WORK INSTRUCTIONS: Pull out every line below that holds the word "Serialize".

DATA EXCERPTS:
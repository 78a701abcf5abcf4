//! FFmpeg progress parsing.

use serde::{Deserialize, Serialize};

/// Progress information from FFmpeg's `-progress` output.
#[derive(Debug, Clone, Default, Serialize, Deserialize)]
pub struct FfmpegProgress {
    /// Frames written so far
    pub frame: u64,
    /// Output time in milliseconds
    pub out_time_ms: i64,
    /// Encoding speed (1.5 = 1.5x realtime)
    pub speed: f64,
    /// Whether encoding is complete
    pub is_complete: bool,
}

impl FfmpegProgress {
    /// Completed fraction of a clip of the given length, 0.0 - 1.0.
    pub fn fraction_of(&self, total_secs: f64) -> f64 {
        if total_secs <= 0.0 {
            return 0.0;
        }
        (self.out_time_ms as f64 / 1000.0 / total_secs).clamp(0.0, 1.0)
    }

    /// Feed one stderr line. Returns a snapshot at each `progress=` marker,
    /// `None` for other lines.
    pub fn update(&mut self, line: &str) -> Option<FfmpegProgress> {
        let (key, value) = line.trim().split_once('=')?;
        match key {
            "out_time_us" => {
                if let Ok(us) = value.parse::<i64>() {
                    self.out_time_ms = us / 1000;
                }
            }
            "frame" => {
                if let Ok(frame) = value.parse() {
                    self.frame = frame;
                }
            }
            "speed" => {
                if let Some(speed) = value.strip_suffix('x').and_then(|s| s.trim().parse().ok()) {
                    self.speed = speed;
                }
            }
            "progress" => {
                self.is_complete = value == "end";
                return Some(self.clone());
            }
            _ => {}
        }
        None
    }

    /// Whether a stderr line belongs to the `-progress` key/value stream.
    pub fn is_progress_line(line: &str) -> bool {
        line.split_once('=')
            .map(|(key, _)| {
                !key.is_empty() && key.chars().all(|c| c.is_ascii_alphanumeric() || c == '_')
            })
            .unwrap_or(false)
    }
}

#[cfg(test)]
mod tests {
    use super::*;

    #[test]
    fn test_progress_updates() {
        let mut progress = FfmpegProgress::default();
        assert!(progress.update("frame=120").is_none());
        assert!(progress.update("out_time_us=5000000").is_none());
        assert!(progress.update("speed=1.5x").is_none());

        let snapshot = progress.update("progress=continue").unwrap();
        assert_eq!(snapshot.frame, 120);
        assert!((snapshot.fraction_of(10.0) - 0.5).abs() < 1e-9);
        assert!((snapshot.speed - 1.5).abs() < 1e-9);
        assert!(!snapshot.is_complete);

        assert!(progress.update("progress=end").unwrap().is_complete);
    }

    #[test]
    fn test_progress_line_detection() {
        assert!(FfmpegProgress::is_progress_line("bitrate=N/A"));
        assert!(!FfmpegProgress::is_progress_line(
            "[libx264 @ 0x5] Error: width not divisible by 2 (607x1080)"
        ));
    }
}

WRITTEN RESPONSE:
use serde::{Deserialize, Serialize};
#[derive(Debug, Clone, Default, Serialize, Deserialize)]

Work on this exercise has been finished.